Problem to work on: The answer should consist of all the records, written out word for word.

* * * * * * *

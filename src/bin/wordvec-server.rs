//! wordvec Server Binary
//!
//! Serves the word-similarity HTTP API over either an in-memory embedding
//! table or the remote key-value backend.

use clap::{ArgGroup, Parser};
use std::path::PathBuf;
use std::sync::Arc;
use tracing::info;
use tracing_subscriber::{fmt, EnvFilter};
use wordvec::{Config, HttpServer, QueryService, StoreConfig};

/// wordvec Server - Word-Embedding Similarity API
#[derive(Parser, Debug)]
#[command(author, version, about)]
#[command(group(ArgGroup::new("backend").required(true).args(["embeddings", "kv_addr"])))]
struct Args {
    /// Bind address
    #[arg(short, long, default_value = "0.0.0.0")]
    bind: String,

    /// Port number
    #[arg(short, long, default_value_t = 5555)]
    port: u16,

    /// Path to a binary word2vec embeddings file (in-memory backend)
    #[arg(long)]
    embeddings: Option<PathBuf>,

    /// Address of the embedding key-value service (remote backend)
    #[arg(long)]
    kv_addr: Option<String>,

    /// Embedding dimension expected from the remote backend
    #[arg(long, default_value_t = 300)]
    dimension: usize,
}

#[tokio::main]
async fn main() -> anyhow::Result<()> {
    fmt()
        .with_env_filter(EnvFilter::from_default_env().add_directive("wordvec=info".parse()?))
        .init();

    let args = Args::parse();

    let store_config = if let Some(path) = args.embeddings {
        StoreConfig::Memory { path }
    } else if let Some(addr) = args.kv_addr {
        StoreConfig::Remote {
            addr,
            dimension: args.dimension,
        }
    } else {
        anyhow::bail!("either --embeddings or --kv-addr is required");
    };

    let store = store_config.build()?;
    let query = Arc::new(QueryService::new(store));

    let config = Config::default().with_bind(&args.bind).with_port(args.port);

    info!("starting wordvec server on {}:{}", args.bind, args.port);
    HttpServer::new(config, query).run().await?;

    Ok(())
}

* * * * * * *

Solution:
filename src/bin/wordvec-server.rs
//! wordvec Server Binary
//!
//! Serves the word-similarity HTTP API over either an in-memory embedding
//! table or the remote key-value backend.

use clap::{ArgGroup, Parser};
use std::path::PathBuf;
use std::sync::Arc;
use tracing::info;
use tracing_subscriber::{fmt, EnvFilter};
use wordvec::{Config, HttpServer, QueryService, StoreConfig};

/// wordvec Server - Word-Embedding Similarity API
#[derive(Parser, Debug)]
#[command(author, version, about)]
#[command(group(ArgGroup::new("backend").required(true).args(["embeddings", "kv_addr"])))]
struct Args {
    /// Bind address
    #[arg(short, long, default_value = "0.0.0.0")]
    bind: String,

    /// Port number
    #[arg(short, long, default_value_t = 5555)]
    port: u16,

    /// Path to a binary word2vec embeddings file (in-memory backend)
    #[arg(long)]
    embeddings: Option<PathBuf>,

    /// Address of the embedding key-value service (remote backend)
    #[arg(long)]
    kv_addr: Option<String>,

    /// Embedding dimension expected from the remote backend
    #[arg(long, default_value_t = 300)]
    dimension: usize,
}

#[tokio::main]
async fn main() -> anyhow::Result<()> {
    fmt()
        .with_env_filter(EnvFilter::from_default_env().add_directive("wordvec=info".parse()?))
        .init();

    let args = Args::parse();

    let store_config = if let Some(path) = args.embeddings {
        StoreConfig::Memory { path }
    } else if let Some(addr) = args.kv_addr {
        StoreConfig::Remote {
            addr,
            dimension: args.dimension,
        }
    } else {
        anyhow::bail!("either --embeddings or --kv-addr is required");
    };

    let store = store_config.build()?;
    let query = Arc::new(QueryService::new(store));

    let config = Config::default().with_bind(&args.bind).with_port(args.port);

    info!("starting wordvec server on {}:{}", args.bind, args.port);
    HttpServer::new(config, query).run().await?;

    Ok(())
}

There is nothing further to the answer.